I have over the last few years received justifiable criticism of my web-pages for the opacity and density of their content, overall, and for the complexity of the navigational linkages that the overall system presents, especially to the novice surfer. It renders the system confusing and therefore uninviting to the casual visitor and the serious user alike. There is, I would say, a certain responsibility for any web-designer/developer to keep things as simple, simple, simple as possible for the sake of the sanity of the Internet. Beyond my apologies I would suggest that there are two remedies emerging for the central problem of Lewis Works. These two remedies are on one level interconnected. That they are arising is evident in the pattern of traffic flow through the system. It is apparent that visitors are only apprehending parts of the whole, rather than the entire framework, at any one time, and that they are finding and visiting the pages through major search engines mostly, or through links that have developed in relation to other sites, on the basis of their particular interest in specific content found in the various pages visited. The pattern that is emerging is that more and more parts of the whole are being visited more frequently, and visitors are staying at particular pages and revisiting these pages for longer periods of time. In relation to the larger context of the worldwide web, the visibility and availability of the Lewis Works system is beginning to crystallize in parts and larger pieces that are groups of parts, rather than as a single well-integrated and immediately apprehended totality.
It is as with the publication of this Newsletter or E-zine. Though it is not directly e-mailed and therefore its effect and visual impact is minimized or even, in most instances, non-existent when a recipient on the mailing list simply disregards or deletes the link notification, the Newsletter pages remain permanently posted on the web as a part of a larger back-grounded system, and as a result, eventually become visited by increasing numbers of people who may take a more serious interest in its content and its messages and meanings.
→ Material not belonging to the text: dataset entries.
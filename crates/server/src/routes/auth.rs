use crate::{error::ApiError, extractors::CurrentUser};
use axum::Json;
use serde::Serialize;
use utoipa::ToSchema;

#[derive(Debug, Serialize, ToSchema)]
pub struct MeResponse {
    /// Subject claim of the bearer token
    pub user_id: String,
}

/// Identify the authenticated caller
#[utoipa::path(
    get,
    path = "/me",
    responses(
        (status = 200, description = "Successfully authenticated", body = MeResponse),
        (status = 401, description = "Unauthorized - invalid or missing JWT")
    ),
    security(
        ("jwt" = [])
    ),
    tag = "Authentication"
)]
pub async fn me(user: CurrentUser) -> Result<Json<MeResponse>, ApiError> {
    Ok(Json(MeResponse {
        user_id: user.id().to_owned(),
    }))
}
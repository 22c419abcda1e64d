use crate::{
    dtos::order::{OrderQueryParams, OrderResponse, PaginatedOrdersResponse, PaginationMeta},
    error::ApiError,
    extractors::{CurrentUser, Params, Payload},
    state::AppState,
};
use axum::{
    Json,
    extract::{Path, State},
    http::StatusCode,
};
use database::services::order::OrderService;
use models::order::{OrderRequest, PageRequest};

/// List the caller's orders, newest first
#[utoipa::path(
    get,
    path = "/orders",
    params(OrderQueryParams),
    responses(
        (status = 200, description = "One page of orders", body = PaginatedOrdersResponse),
        (status = 400, description = "Invalid page number"),
        (status = 401, description = "Missing or invalid bearer token")
    ),
    security(("jwt" = [])),
    tag = "Orders"
)]
pub async fn list_orders(
    State(state): State<AppState>,
    user: CurrentUser,
    Params(params): Params<OrderQueryParams>,
) -> Result<Json<PaginatedOrdersResponse>, ApiError> {
    let page = PageRequest::orders(params.page)?;
    let (orders, total_items) = OrderService::list(&state.db, user.id(), page).await?;

    Ok(Json(PaginatedOrdersResponse {
        orders: orders.into_iter().map(OrderResponse::from).collect(),
        pagination: PaginationMeta::new(page.page, page.per_page, total_items),
    }))
}

/// Get one of the caller's orders
#[utoipa::path(
    get,
    path = "/orders/{id}",
    params(("id" = i32, Path, description = "Order ID")),
    responses(
        (status = 200, description = "Order found", body = OrderResponse),
        (status = 401, description = "Missing or invalid bearer token"),
        (status = 404, description = "No such order for this user")
    ),
    security(("jwt" = [])),
    tag = "Orders"
)]
pub async fn get_order(
    State(state): State<AppState>,
    user: CurrentUser,
    Path(id): Path<i32>,
) -> Result<Json<OrderResponse>, ApiError> {
    let order = OrderService::get(&state.db, user.id(), id).await?;
    Ok(Json(order.into()))
}

/// Buy tickets; either every seat is booked or none is
#[utoipa::path(
    post,
    path = "/orders",
    request_body = OrderRequest,
    responses(
        (status = 201, description = "Order placed", body = OrderResponse),
        (status = 400, description = "Invalid ticket, seat out of range, or seat already taken"),
        (status = 401, description = "Missing or invalid bearer token")
    ),
    security(("jwt" = [])),
    tag = "Orders"
)]
pub async fn create_order(
    State(state): State<AppState>,
    user: CurrentUser,
    Payload(request): Payload<OrderRequest>,
) -> Result<(StatusCode, Json<OrderResponse>), ApiError> {
    let order = OrderService::create(&state.db, user.id(), request.into_tickets()).await?;
    Ok((StatusCode::CREATED, Json(order.into())))
}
The general effect of the Newsletter therefore is delayed and gradual in its onset, but more lasting in the long run than a temporary e-zine that is broadcast out to multiple locations at the same time.
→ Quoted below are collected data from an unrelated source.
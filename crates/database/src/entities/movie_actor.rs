use sea_orm::entity::prelude::*;
use serde::{Deserialize, Serialize};

/// Junction table for many-to-many relationship between movies and actors
#[derive(Clone, Debug, PartialEq, Eq, DeriveEntityModel, Serialize, Deserialize)]
#[sea_orm(table_name = "movie_actors")]
pub struct Model {
    #[sea_orm(primary_key, auto_increment = false)]
    pub movie_id: i32,
    #[sea_orm(primary_key, auto_increment = false)]
    pub actor_id: i32,
}

#[derive(Copy, Clone, Debug, EnumIter, DeriveRelation)]
pub enum Relation {
    #[sea_orm(
        belongs_to = "super::movie::Entity",
        from = "Column::MovieId",
        to = "super::movie::Column::Id",
        on_delete = "Cascade"
    )]
    Movie,
    #[sea_orm(
        belongs_to = "super::actor::Entity",
        from = "Column::ActorId",
        to = "super::actor::Column::Id",
        on_delete = "Cascade"
    )]
    Actor,
}

impl Related<super::movie::Entity> for Entity {
    fn to() -> RelationDef {
        Relation::Movie.def()
    }
}

impl Related<super::actor::Entity> for Entity {
    fn to() -> RelationDef {
        Relation::Actor.def()
    }
}

impl ActiveModelBehavior for ActiveModel {}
First, the Lewis Works system is designed intentionally as both a comprehensive systems based framework, and simultaneously, as a framework that is meant to be back-grounded to a lot of other activities and interests that are normally played out in relation to the Internet. In other words, it is the main goal of Lewis Works to provision through various portals a comprehensive range of resources in a manner that makes the whole normally inconspicuous if not completely invisible to the occasional surfer.
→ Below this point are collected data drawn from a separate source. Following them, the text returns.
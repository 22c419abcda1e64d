use axum::http::StatusCode;

/// Plain liveness banner
#[utoipa::path(
    get,
    path = "/",
    responses(
        (status = 200, description = "Service is running", content_type = "text/plain", body = String)
    ),
    tag = "Health"
)]
pub async fn root() -> (StatusCode, &'static str) {
    (StatusCode::OK, "Cinema API")
}
use super::movie_session::MovieSessionListItem;
use chrono::NaiveDateTime;
use database::services::order::{OrderWithTickets, TicketWithSession};
use serde::{Deserialize, Serialize};
use utoipa::{IntoParams, ToSchema};

#[derive(Debug, Serialize, ToSchema)]
pub struct TicketResponse {
    pub id: i32,
    pub row: i32,
    pub seat: i32,
    pub movie_session: MovieSessionListItem,
}

impl From<TicketWithSession> for TicketResponse {
    fn from(data: TicketWithSession) -> Self {
        Self {
            id: data.ticket.id,
            row: data.ticket.row_number,
            seat: data.ticket.seat_number,
            movie_session: data.session.into(),
        }
    }
}

#[derive(Debug, Serialize, ToSchema)]
pub struct OrderResponse {
    pub id: i32,
    pub created_at: NaiveDateTime,
    pub tickets: Vec<TicketResponse>,
}

impl From<OrderWithTickets> for OrderResponse {
    fn from(data: OrderWithTickets) -> Self {
        Self {
            id: data.order.id,
            created_at: data.order.created_at,
            tickets: data.tickets.into_iter().map(TicketResponse::from).collect(),
        }
    }
}

#[derive(Debug, Serialize, ToSchema)]
pub struct PaginatedOrdersResponse {
    pub orders: Vec<OrderResponse>,
    pub pagination: PaginationMeta,
}

#[derive(Debug, Serialize, ToSchema)]
pub struct PaginationMeta {
    pub page: u64,
    pub per_page: u64,
    pub total_pages: u64,
    pub total_items: u64,
    pub has_next: bool,
    pub has_prev: bool,
}

impl PaginationMeta {
    pub fn new(page: u64, per_page: u64, total_items: u64) -> Self {
        let total_pages = total_items.div_ceil(per_page);
        Self {
            page,
            per_page,
            total_pages,
            total_items,
            has_next: page < total_pages,
            has_prev: page > 1,
        }
    }
}

#[derive(Debug, Deserialize, IntoParams)]
pub struct OrderQueryParams {
    /// 1-based page number, ten orders per page
    pub page: Option<u64>,
}

#[cfg(test)]
mod tests {
    use super::*;

    #[test]
    fn test_pagination_meta() {
        let meta = PaginationMeta::new(1, 10, 21);
        assert_eq!(meta.total_pages, 3);
        assert!(meta.has_next);
        assert!(!meta.has_prev);

        let last = PaginationMeta::new(3, 10, 21);
        assert!(!last.has_next);
        assert!(last.has_prev);

        let empty = PaginationMeta::new(1, 10, 0);
        assert_eq!(empty.total_pages, 0);
        assert!(!empty.has_next);
    }
}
Secondly, the Lewis Works system is intended at the same time to become increasingly integrated as it develops, such that it will work more directly, simply and seamlessly in the foreground for the benefit and increased utility value of the average web-user.
The primary goal of the Lewis Works framework is to deliberately, conscientiously explore and facilitate the process of systems-based integration in the formation of a new global meta-system. It is hoped that many extended articulatory structures, programs, projects and subsystems will emerge from a successful Lewis Works framework, by whatever name, serving to flesh out its skeleton and dress it in real clothes for presentation to the larger world.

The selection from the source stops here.